LightBrightLeftRight@reddit

Thanks so much! I'll try this out

[-]

Klutzy-Snow8016@reddit

Also, make sure you scroll to the bottom of the model card and apply the recommended sampler settings, not the ones in generation_config.json. The 32B Thinking model in particular goes absolutely insane in chat usage if you don't set the recommended presence_penalty.

[-]

ViratBodybuilder@reddit

As I'm in the Medical field, I use MedGemma 27b and 4b. 4b performance is incredible on my M4 Pro 64 GiB.

[-]

JLeonsarmiento@reddit

I’m still using Mistral-Small 3.2 and Magistral 3.1 for VLM instruct and thinning tasks with dense models.

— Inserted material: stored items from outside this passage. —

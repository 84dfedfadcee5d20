use config::{Config, ConfigError, Environment, File};
use serde::Deserialize;

#[derive(Debug, Deserialize, Clone)]
pub struct Settings {
    pub app: AppSettings,
    pub database: DatabaseSettings,
    pub redis: RedisSettings,
    pub media: MediaSettings,
    pub gc: GcSettings,
    pub webhook: WebhookSettings,
}

#[derive(Debug, Deserialize, Clone)]
pub struct AppSettings {
    pub host: String,
    pub port: u16,
    pub cors_origins: Vec<String>,
}

#[derive(Debug, Deserialize, Clone)]
pub struct DatabaseSettings {
    pub url: String,
    pub name: String,
    pub max_pool_size: Option<u32>,
    pub min_pool_size: Option<u32>,
}

#[derive(Debug, Deserialize, Clone)]
pub struct RedisSettings {
    pub url: String,
    /// TTL for cached room/recording records, in seconds.
    pub cache_ttl_secs: u64,
}

#[derive(Debug, Deserialize, Clone)]
pub struct MediaSettings {
    /// Base URL of the media server HTTP API.
    pub url: String,
    pub api_key: String,
    pub api_secret: String,
    /// Lifetime of issued participant access tokens, in seconds.
    pub access_token_ttl_secs: u64,
}

#[derive(Debug, Deserialize, Clone)]
pub struct GcSettings {
    /// Interval between stale-recording sweeps, in seconds.
    pub recording_interval_secs: u64,
    /// Egress heartbeat grace period before a recording is considered
    /// stale, in milliseconds.
    pub recording_grace_ms: i64,
    /// Interval between room-expiry sweeps, in seconds.
    pub room_expiry_interval_secs: u64,
    /// TTL on the sweep locks, in milliseconds.
    pub lock_ttl_ms: u64,
    /// TTL on participant name reservations, in milliseconds.
    pub name_reservation_ttl_ms: i64,
}

#[derive(Debug, Deserialize, Clone)]
pub struct WebhookSettings {
    /// Shared secret for incoming webhook HMAC signatures.
    pub secret: String,
    /// Maximum accepted age of a webhook event, in milliseconds.
    pub max_age_ms: i64,
}

impl Settings {
    pub fn load() -> Result<Self, ConfigError> {
        let config = Config::builder()
            .add_source(File::with_name("config/default").required(false))
            .add_source(File::with_name("config/local").required(false))
            .add_source(
                Environment::default()
                    .separator("__")
                    .prefix("MEETHUB"),
            )
            .set_default("app.host", "0.0.0.0")?
            .set_default("app.port", 4000)?
            .set_default("app.cors_origins", Vec::<String>::new())?
            .set_default("database.url", "mongodb://localhost:27017")?
            .set_default("database.name", "meethub")?
            .set_default("redis.url", "redis://127.0.0.1:6379")?
            .set_default("redis.cache_ttl_secs", 300)?
            .set_default("media.url", "http://localhost:7880")?
            .set_default("media.api_key", "devkey")?
            .set_default("media.api_secret", "change-me-in-production")?
            .set_default("media.access_token_ttl_secs", 21600)?
            .set_default("gc.recording_interval_secs", 60)?
            .set_default("gc.recording_grace_ms", 120_000)?
            .set_default("gc.room_expiry_interval_secs", 300)?
            .set_default("gc.lock_ttl_ms", 60_000)?
            .set_default("gc.name_reservation_ttl_ms", 300_000)?
            .set_default("webhook.secret", "meethub-webhook-secret")?
            .set_default("webhook.max_age_ms", 120_000)?
            .build()?;

        config.try_deserialize()
    }
}
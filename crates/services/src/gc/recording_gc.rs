use chrono::Utc;
use meethub_db::models::{Recording, RecordingStatus};
use std::sync::Arc;
use std::time::Duration;
use tokio_util::sync::CancellationToken;
use tracing::{debug, error, info, warn};

use crate::lock::DistributedLock;
use crate::media::MediaServer;
use crate::store::RecordingStore;

use super::GcError;

/// Lock name shared by every instance running this sweep.
const LOCK_NAME: &str = "gc:recordings";

#[derive(Debug, Clone)]
pub struct RecordingGcConfig {
    pub interval: Duration,
    /// Heartbeat gap beyond which a recording is considered stale. The
    /// boundary itself is still fresh.
    pub grace_ms: i64,
    pub lock_ttl: Duration,
}

#[derive(Debug, Default, Clone, Copy)]
pub struct RecordingSweepStats {
    pub examined: usize,
    pub fresh: usize,
    /// Stale heartbeat, but the meeting is still live.
    pub kept_stale: usize,
    pub aborted_no_egress: usize,
    pub aborted_orphaned: usize,
    pub errors: usize,
}

enum Reconciled {
    Fresh,
    KeptStale,
    AbortedNoEgress,
    AbortedOrphaned,
}

/// Background sweep reconciling active-like recording records against
/// the media server's live egress state.
pub struct RecordingStaleGc {
    recordings: Arc<dyn RecordingStore>,
    media: Arc<dyn MediaServer>,
    lock: Arc<dyn DistributedLock>,
    config: RecordingGcConfig,
}

impl RecordingStaleGc {
    pub fn new(
        recordings: Arc<dyn RecordingStore>,
        media: Arc<dyn MediaServer>,
        lock: Arc<dyn DistributedLock>,
        config: RecordingGcConfig,
    ) -> Self {
        Self {
            recordings,
            media,
            lock,
            config,
        }
    }

    /// Run the sweep on its interval until cancelled.
    pub async fn run(self: Arc<Self>, cancel: CancellationToken) {
        info!(
            interval_secs = self.config.interval.as_secs(),
            grace_ms = self.config.grace_ms,
            "Starting stale-recording sweep"
        );
        let mut interval = tokio::time::interval(self.config.interval);
        loop {
            tokio::select! {
                _ = interval.tick() => self.cycle().await,
                _ = cancel.cancelled() => {
                    info!("Stale-recording sweep stopped");
                    break;
                }
            }
        }
    }

    /// One lock-guarded cycle. Failing to acquire the lock is the
    /// expected signal that another instance is sweeping; skip quietly.
    async fn cycle(&self) {
        let token = match self.lock.acquire(LOCK_NAME, self.config.lock_ttl).await {
            Ok(Some(token)) => token,
            Ok(None) => {
                debug!("Another instance holds the recording sweep lock, skipping cycle");
                return;
            }
            Err(e) => {
                error!(error = %e, "Recording sweep lock acquisition failed");
                return;
            }
        };

        let result = self.sweep().await;

        if let Err(e) = self.lock.release(LOCK_NAME, &token).await {
            warn!(error = %e, "Recording sweep lock release failed, TTL will expire it");
        }

        match result {
            Ok(stats) => {
                if stats.aborted_no_egress + stats.aborted_orphaned + stats.errors > 0 {
                    info!(?stats, "Stale-recording sweep finished");
                }
            }
            Err(e) => error!(error = %e, "Stale-recording sweep abandoned"),
        }
    }

    pub async fn sweep(&self) -> Result<RecordingSweepStats, GcError> {
        self.sweep_at(Utc::now().timestamp_millis()).await
    }

    /// Sweep against an explicit clock, which pins heartbeat-gap
    /// comparisons exactly.
    pub async fn sweep_at(&self, now_ms: i64) -> Result<RecordingSweepStats, GcError> {
        let candidates = self.recordings.list_active().await?;

        let mut stats = RecordingSweepStats {
            examined: candidates.len(),
            ..Default::default()
        };
        for recording in &candidates {
            match self.reconcile(recording, now_ms).await {
                Ok(Reconciled::Fresh) => stats.fresh += 1,
                Ok(Reconciled::KeptStale) => stats.kept_stale += 1,
                Ok(Reconciled::AbortedNoEgress) => stats.aborted_no_egress += 1,
                Ok(Reconciled::AbortedOrphaned) => stats.aborted_orphaned += 1,
                Err(e) => {
                    warn!(
                        recording_id = %recording.recording_id,
                        error = %e,
                        "Recording reconciliation failed, continuing sweep"
                    );
                    stats.errors += 1;
                }
            }
        }
        Ok(stats)
    }

    async fn reconcile(&self, recording: &Recording, now_ms: i64) -> Result<Reconciled, GcError> {
        let egresses = self.media.list_egresses(&recording.room_id).await?;
        let Some(egress) = egresses
            .into_iter()
            .find(|e| e.egress_id == recording.recording_id.egress_id)
        else {
            // The egress process vanished entirely; nothing left to stop.
            self.recordings
                .update_status(&recording.recording_id, RecordingStatus::Aborted)
                .await?;
            warn!(
                recording_id = %recording.recording_id,
                "No matching egress, recording aborted"
            );
            return Ok(Reconciled::AbortedNoEgress);
        };

        let gap = now_ms - egress.updated_at_ms;
        // A heartbeat exactly at the grace boundary, or in the future
        // (clock skew), is still fresh.
        if gap <= self.config.grace_ms {
            return Ok(Reconciled::Fresh);
        }

        let occupied = self.media.room_exists(&recording.room_id).await?
            && !self
                .media
                .list_participants(&recording.room_id)
                .await?
                .is_empty();
        if occupied {
            // The meeting is still live; a stale heartbeat alone is not
            // grounds for aborting.
            debug!(
                recording_id = %recording.recording_id,
                gap_ms = gap,
                "Stale heartbeat but room occupied, keeping recording"
            );
            return Ok(Reconciled::KeptStale);
        }

        self.media.stop_egress(&egress.egress_id).await?;
        self.recordings
            .update_status(&recording.recording_id, RecordingStatus::Aborted)
            .await?;
        warn!(
            recording_id = %recording.recording_id,
            gap_ms = gap,
            "Orphaned recording stopped and aborted"
        );
        Ok(Reconciled::AbortedOrphaned)
    }
}
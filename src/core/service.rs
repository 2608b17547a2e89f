/**
* filename : service
* author : HAMA
* date: 2025. 5. 8.
* description:
**/

use std::time::Duration;
use tokio::sync::{mpsc, oneshot};
use tokio::task::JoinHandle;
use tokio::time::{self, Instant, MissedTickBehavior};

use crate::core::engine::AlgoEngine;
use crate::core::event_bus::spawn_event_bus;
use crate::error::AlgoError;
use crate::models::algo::{AlgoId, AlgoSnapshot, StartRequest};
use crate::models::market_data::TickSnapshot;
use crate::models::order::OrderUpdate;
use crate::models::trade::Fill;

type Reply<T> = oneshot::Sender<Result<T, AlgoError>>;

/// 엔진 태스크가 처리하는 단일 이벤트 큐 항목
pub enum EngineEvent {
  Tick(TickSnapshot),
  Order(OrderUpdate),
  Trade(Fill),
  Timer(Duration),
  Command(EngineCommand),
}

/// 운영자 명령 (응답 채널 포함)
pub enum EngineCommand {
  Start { request: StartRequest, reply: Reply<AlgoId> },
  Pause { algo_id: AlgoId, reply: Reply<()> },
  Resume { algo_id: AlgoId, reply: Reply<()> },
  Stop { algo_id: AlgoId, reply: Reply<()> },
  Query { algo_id: AlgoId, reply: Reply<AlgoSnapshot> },
  List { reply: Reply<Vec<AlgoSnapshot>> },
  StopAll { reply: Reply<usize> },
  Shutdown { reply: Reply<()> },
}

/// 엔진 태스크 핸들 (복제 가능)
#[derive(Clone)]
pub struct EngineHandle {
  sender: mpsc::Sender<EngineEvent>,
}

impl EngineHandle {
  pub fn new(sender: mpsc::Sender<EngineEvent>) -> Self {
    EngineHandle { sender }
  }

  /// 이벤트 직접 전달 (수동 시세 입력, 테스트)
  pub async fn send(&self, event: EngineEvent) -> Result<(), AlgoError> {
    self.sender.send(event).await.map_err(|_| AlgoError::EngineStopped)
  }

  pub async fn start(&self, request: StartRequest) -> Result<AlgoId, AlgoError> {
    self.request(|reply| EngineCommand::Start { request, reply }).await
  }

  pub async fn pause(&self, algo_id: &AlgoId) -> Result<(), AlgoError> {
    let algo_id = algo_id.clone();
    self.request(|reply| EngineCommand::Pause { algo_id, reply }).await
  }

  pub async fn resume(&self, algo_id: &AlgoId) -> Result<(), AlgoError> {
    let algo_id = algo_id.clone();
    self.request(|reply| EngineCommand::Resume { algo_id, reply }).await
  }

  pub async fn stop(&self, algo_id: &AlgoId) -> Result<(), AlgoError> {
    let algo_id = algo_id.clone();
    self.request(|reply| EngineCommand::Stop { algo_id, reply }).await
  }

  pub async fn query_status(&self, algo_id: &AlgoId) -> Result<AlgoSnapshot, AlgoError> {
    let algo_id = algo_id.clone();
    self.request(|reply| EngineCommand::Query { algo_id, reply }).await
  }

  pub async fn list(&self) -> Result<Vec<AlgoSnapshot>, AlgoError> {
    self.request(|reply| EngineCommand::List { reply }).await
  }

  pub async fn stop_all(&self) -> Result<usize, AlgoError> {
    self.request(|reply| EngineCommand::StopAll { reply }).await
  }

  /// 모든 인스턴스 중지 후 엔진 태스크 종료
  pub async fn shutdown(&self) -> Result<(), AlgoError> {
    self.request(|reply| EngineCommand::Shutdown { reply }).await
  }

  async fn request<T>(&self, make: impl FnOnce(Reply<T>) -> EngineCommand) -> Result<T, AlgoError> {
    let (reply, response) = oneshot::channel();
    self.send(EngineEvent::Command(make(reply))).await?;
    response.await.map_err(|_| AlgoError::EngineStopped)?
  }
}

/// 엔진 태스크 시작
///
/// 게이트웨이 이벤트 구독을 마친 뒤 반환하므로, 반환 이후 발생한 이벤트는 유실되지 않는다.
pub async fn spawn(engine: AlgoEngine) -> (EngineHandle, JoinHandle<()>) {
  let (sender, receiver) = mpsc::channel(engine.config().event_buffer.max(1));

  let gateway_events = engine.gateway().read().await.subscribe_events();
  spawn_event_bus(gateway_events, sender.clone());

  let task = tokio::spawn(run(engine, receiver));
  (EngineHandle::new(sender), task)
}

/// 단일 작성자 이벤트 루프: 이벤트 큐와 타이머를 하나의 태스크에서 처리
pub async fn run(mut engine: AlgoEngine, mut events: mpsc::Receiver<EngineEvent>) {
  let period = Duration::from_millis(engine.config().timer_interval_ms.max(1));
  let mut timer = time::interval_at(Instant::now() + period, period);
  timer.set_missed_tick_behavior(MissedTickBehavior::Delay);

  log::info!("알고리즘 엔진 시작 (타이머 {}ms)", period.as_millis());

  loop {
    tokio::select! {
      event = events.recv() => match event {
        Some(EngineEvent::Command(EngineCommand::Shutdown { reply })) => {
          let stopped = engine.stop_all().await;
          log::info!("알고리즘 엔진 종료, 중지된 인스턴스 {}개", stopped);
          let _ = reply.send(Ok(()));
          break;
        }
        Some(event) => handle_event(&mut engine, event).await,
        None => {
          log::info!("이벤트 큐 종료, 알고리즘 엔진 종료");
          break;
        }
      },
      now = timer.tick() => {
        engine.dispatch_clock(now).await;
      }
    }
  }
}

async fn handle_event(engine: &mut AlgoEngine, event: EngineEvent) {
  match event {
    EngineEvent::Tick(tick) => {
      let errors = engine.dispatch_tick(tick).await;
      if !errors.is_empty() {
        log::debug!("호가 처리 중 {}개 인스턴스 격리", errors.len());
      }
    }
    EngineEvent::Order(update) => {
      if let Err(err) = engine.dispatch_order_update(update).await {
        log::debug!("주문 상태 처리 실패: {}", err);
      }
    }
    EngineEvent::Trade(fill) => {
      if let Err(err) = engine.dispatch_fill(fill).await {
        log::debug!("체결 처리 실패: {}", err);
      }
    }
    EngineEvent::Timer(elapsed) => {
      engine.dispatch_timer(elapsed).await;
    }
    EngineEvent::Command(command) => handle_command(engine, command).await,
  }
}

async fn handle_command(engine: &mut AlgoEngine, command: EngineCommand) {
  match command {
    EngineCommand::Start { request, reply } => {
      let _ = reply.send(engine.start(request).await);
    }
    EngineCommand::Pause { algo_id, reply } => {
      let _ = reply.send(engine.pause(&algo_id));
    }
    EngineCommand::Resume { algo_id, reply } => {
      let _ = reply.send(engine.resume(&algo_id));
    }
    EngineCommand::Stop { algo_id, reply } => {
      let _ = reply.send(engine.stop(&algo_id).await);
    }
    EngineCommand::Query { algo_id, reply } => {
      let _ = reply.send(engine.query_status(&algo_id));
    }
    EngineCommand::List { reply } => {
      let _ = reply.send(Ok(engine.list_instances()));
    }
    EngineCommand::StopAll { reply } => {
      let _ = reply.send(Ok(engine.stop_all().await));
    }
    EngineCommand::Shutdown { reply } => {
      // run 루프에서 처리됨
      let _ = reply.send(Ok(()));
    }
  }
}
//! 수량/가격 계산 유틸리티

/// 수량 비교 허용 오차
pub const QTY_EPSILON: f64 = 1e-9;

/// 수량 단위 반올림 (거래소 요구사항에 맞춰, 내림)
pub fn round_quantity(quantity: f64, step_size: f64) -> f64 {
  if step_size <= 0.0 {
    return quantity;
  }
  ((quantity + QTY_EPSILON) / step_size).floor() * step_size
}

/// 가중 평균 가격 갱신
///
/// `new_avg = (old_avg * old_qty + price * qty) / (old_qty + qty)`
pub fn weighted_average(old_avg: f64, old_qty: f64, price: f64, qty: f64) -> f64 {
  let total = old_qty + qty;
  if total <= 0.0 {
    return 0.0;
  }
  (old_avg * old_qty + price * qty) / total
}

/// a 가 b 이상인지 (오차 허용)
pub fn qty_reached(a: f64, b: f64) -> bool {
  a + QTY_EPSILON >= b
}

/// 0 에 가까운 수량인지
pub fn qty_is_zero(a: f64) -> bool {
  a.abs() <= QTY_EPSILON
}

#[cfg(test)]
mod tests {
  use super::*;

  #[test]
  fn test_round_quantity() {
    assert_eq!(round_quantity(1.23456, 0.01), 1.23);
    assert_eq!(round_quantity(20.0, 1.0), 20.0);
    assert_eq!(round_quantity(3.3, 0.0), 3.3);
  }

  #[test]
  fn test_weighted_average() {
    let avg = weighted_average(0.0, 0.0, 10.0, 5.0);
    assert_eq!(avg, 10.0);

    // (10*5 + 12*5) / 10 = 11
    let avg = weighted_average(avg, 5.0, 12.0, 5.0);
    assert!((avg - 11.0).abs() < 1e-12);
  }

  #[test]
  fn test_qty_compare() {
    assert!(qty_reached(100.0 - 1e-12, 100.0));
    assert!(!qty_reached(99.0, 100.0));
    assert!(qty_is_zero(1e-12));
  }
}
//! 알고리즘 주문 실행 엔진 라이브러리
//!
//! 대량 주문을 TWAP, Iceberg, Sniper, BestLimit 전략으로 분할 실행하고
//! 하위 주문 체결을 추적하는 실행 엔진입니다.

pub mod api;
pub mod batch;
pub mod config;
pub mod core;
pub mod error;
pub mod gateway;
pub mod models;
pub mod order_core;
pub mod strategies;
pub mod utils;

// 핵심 타입 재노출
pub use crate::core::engine::AlgoEngine;
pub use crate::core::service::{EngineCommand, EngineEvent, EngineHandle};
pub use crate::error::AlgoError;
pub use crate::gateway::traits::{Gateway, GatewayEvent};
pub use crate::models::algo::{AlgoId, AlgoParams, AlgoSnapshot, AlgoStatus, StartRequest};
pub use crate::models::market_data::TickSnapshot;
pub use crate::models::order::{OrderId, OrderSide, OrderStatus, OrderUpdate};
pub use crate::models::trade::Fill;
pub use crate::strategies::{AlgoAction, AlgoTemplate, TemplateKind};

/// 버전 정보
pub const VERSION: &str = env!("CARGO_PKG_VERSION");

/// 결과 타입 별칭
pub type Result<T> = std::result::Result<T, AlgoError>;
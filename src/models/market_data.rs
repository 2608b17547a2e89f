use serde::{Deserialize, Serialize};

use crate::models::order::OrderSide;

/// 호가 스냅샷 (최우선 매수/매도 호가 + 최종 체결가)
#[derive(Debug, Clone, PartialEq, Serialize, Deserialize)]
pub struct TickSnapshot {
    pub instrument: String,
    pub bid_price: f64,
    pub bid_volume: f64,
    pub ask_price: f64,
    pub ask_volume: f64,
    pub last_price: f64,
    pub timestamp: i64,
}

impl TickSnapshot {
    pub fn new(
        instrument: impl Into<String>,
        bid_price: f64,
        ask_price: f64,
        last_price: f64,
        timestamp: i64,
    ) -> Self {
        TickSnapshot {
            instrument: instrument.into(),
            bid_price,
            bid_volume: 0.0,
            ask_price,
            ask_volume: 0.0,
            last_price,
            timestamp,
        }
    }

    pub fn with_volumes(mut self, bid_volume: f64, ask_volume: f64) -> Self {
        self.bid_volume = bid_volume;
        self.ask_volume = ask_volume;
        self
    }

    /// 주문 방향 쪽 최우선 호가 (매수 → bid, 매도 → ask)
    pub fn own_price(&self, side: OrderSide) -> f64 {
        match side {
            OrderSide::Buy => self.bid_price,
            OrderSide::Sell => self.ask_price,
        }
    }

    /// 반대편 최우선 호가 (매수 → ask, 매도 → bid)
    pub fn opposite_price(&self, side: OrderSide) -> f64 {
        match side {
            OrderSide::Buy => self.ask_price,
            OrderSide::Sell => self.bid_price,
        }
    }

    pub fn opposite_volume(&self, side: OrderSide) -> f64 {
        match side {
            OrderSide::Buy => self.ask_volume,
            OrderSide::Sell => self.bid_volume,
        }
    }

    /// 양쪽 호가가 모두 유효한지
    pub fn has_quotes(&self) -> bool {
        self.bid_price > 0.0 && self.ask_price > 0.0
    }

    pub fn mid(&self) -> f64 {
        (self.bid_price + self.ask_price) / 2.0
    }
}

Qwen3-VL-30b-a3b-thinking is the king of local, isn’t it?

[-]

KvAk_AKPlaysYT@reddit

Qwen 3 VL!!

[-]

Medium_Chemist_4032@reddit

qwen3-vl the thinking variant, both 32 and 8 excel at reading screenshots, which is most of what I used VLMs for. They also format the answer nicely.

[-]

Betadoggo_@reddit

I use qwen-vl-30B-thinking with ik_llamacpp as the backend and openwebui as the frontend. I use it because it's fast (\~15t/s) on my 2060 6GB with ddr4 2900 and is capable enough for most of my image input needs. I use it for general vision tasks (text extraction, translation, image description, etc.). It's also generally uncensored. It has no problem describing or explaining images that models like gemma refuse to.